Analysis

Kite, a Gilead Company (GILD), presented compelling real-world data at the ASCO 2025 Annual Meeting (Abstract #7023) demonstrating comparable safety and effectiveness of Yescarta (axicabtagene ciloleucel) for relapsed/refractory large B-cell lymphoma (R/R LBCL) when administered in an outpatient versus inpatient setting. The study, utilizing data from the CIBMTR registry between July 2021 and November 2023, analyzed 238 patients (119 outpatient, 119 inpatient) across 75 treatment centers with a median follow-up of 12 months. Crucially, no significant differences were observed in the rates of severe adverse events such as cytokine release syndrome (CRS), neurologic events, or immune effector cell-associated neurotoxicity syndrome (ICANS) grade ≥ 3 between the two cohorts.

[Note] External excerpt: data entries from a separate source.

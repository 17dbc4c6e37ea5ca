use thiserror::Error;

#[derive(Debug, Error)]
pub enum StorageError {
    #[error("sqlite error: {0}")]
    Sqlite(#[from] rusqlite::Error),

    #[error("serialization error: {0}")]
    Serialization(String),

    #[error("not found: {0}")]
    NotFound(String),

    #[error("constraint violation: {0}")]
    ConstraintViolation(String),

    /// A referenced table or column does not exist.
    #[error("schema mismatch: {0}")]
    SchemaMismatch(String),

    #[error("core error: {0}")]
    Core(#[from] formstitch_core::CoreError),
}

impl StorageError {
    /// Sorts raw SQLite failures into the variants callers branch on.
    pub fn classify(err: rusqlite::Error) -> Self {
        if let rusqlite::Error::SqliteFailure(code, Some(msg)) = &err {
            if msg.starts_with("no such table")
                || msg.starts_with("no such column")
                || msg.contains("has no column named")
            {
                return StorageError::SchemaMismatch(msg.clone());
            }
            if code.code == rusqlite::ErrorCode::ConstraintViolation {
                return StorageError::ConstraintViolation(msg.clone());
            }
        }
        StorageError::Sqlite(err)
    }

    pub fn is_schema_mismatch(&self) -> bool {
        matches!(self, StorageError::SchemaMismatch(_))
    }
}
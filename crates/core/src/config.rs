use std::fs;
use std::path::Path;

use serde::{Deserialize, Serialize};

use crate::error::CoreError;

/// Engine configuration. Every field falls back to its default when absent.
#[derive(Debug, Clone, PartialEq, Eq, Serialize, Deserialize)]
#[serde(default)]
pub struct EngineConfig {
    /// Prepended to every fixed and dynamic table name.
    pub table_prefix: String,
    /// Field types that carry no data and never get a dynamic column.
    pub excluded_field_types: Vec<String>,
    /// Page size used when a request carries no limit. `None` means unbounded.
    pub default_limit: Option<u32>,
    /// Key used for the count in ranked output.
    pub rank_count_alias: String,
}

impl Default for EngineConfig {
    fn default() -> Self {
        Self {
            table_prefix: String::new(),
            excluded_field_types: vec!["button".to_string(), "freetext".to_string()],
            default_limit: None,
            rank_count_alias: "submissions".to_string(),
        }
    }
}

impl EngineConfig {
    pub fn with_prefix(prefix: &str) -> Self {
        Self {
            table_prefix: prefix.to_string(),
            ..Self::default()
        }
    }

    pub fn from_json_str(json: &str) -> Result<Self, CoreError> {
        let config: EngineConfig =
            serde_json::from_str(json).map_err(|e| CoreError::Serialization(e.to_string()))?;
        config.validate()?;
        Ok(config)
    }

    pub fn from_json_file(path: &Path) -> Result<Self, CoreError> {
        let content = fs::read_to_string(path)?;
        Self::from_json_str(&content)
    }

    /// The prefix ends up in raw SQL, so it must be identifier-safe.
    pub fn validate(&self) -> Result<(), CoreError> {
        if !self
            .table_prefix
            .chars()
            .all(|c| c.is_ascii_alphanumeric() || c == '_')
        {
            return Err(CoreError::InvalidData(format!(
                "table prefix {:?} is not identifier-safe",
                self.table_prefix
            )));
        }
        Ok(())
    }

    pub fn is_excluded_type(&self, field_type: &str) -> bool {
        self.excluded_field_types.iter().any(|t| t == field_type)
    }
}

#[cfg(test)]
mod tests {
    use super::*;
    use std::io::Write;

    #[test]
    fn default_config() {
        let config = EngineConfig::default();
        assert_eq!(config.table_prefix, "");
        assert!(config.is_excluded_type("button"));
        assert!(config.is_excluded_type("freetext"));
        assert!(!config.is_excluded_type("text"));
        assert_eq!(config.rank_count_alias, "submissions");
    }

    #[test]
    fn partial_json_keeps_defaults() {
        let config = EngineConfig::from_json_str(r#"{"table_prefix": "mt_"}"#).unwrap();
        assert_eq!(config.table_prefix, "mt_");
        assert_eq!(config.excluded_field_types.len(), 2);
    }

    #[test]
    fn rejects_unsafe_prefix() {
        assert!(EngineConfig::from_json_str(r#"{"table_prefix": "x; DROP"}"#).is_err());
    }

    #[test]
    fn loads_from_file() {
        let mut file = tempfile::NamedTempFile::new().unwrap();
        write!(file, r#"{{"default_limit": 25}}"#).unwrap();
        let config = EngineConfig::from_json_file(file.path()).unwrap();
        assert_eq!(config.default_limit, Some(25));
    }
}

Notably, almost 25% of patients assigned to outpatient Yescarta administration avoided any hospital admission within 30 days, and 50% avoided admission within 3 days based on propensity score-matched data. These findings suggest the potential for significant cost savings for healthcare systems and reduced hospital burden, reflecting growing expertise in administering axi-cel since its 2017 approval. While this real-world evidence is not yet incorporated into the U.S. Prescribing Information, it supports the feasibility of expanding Yescarta access through outpatient administration, potentially enhancing its market penetration and patient convenience for this one-time treatment.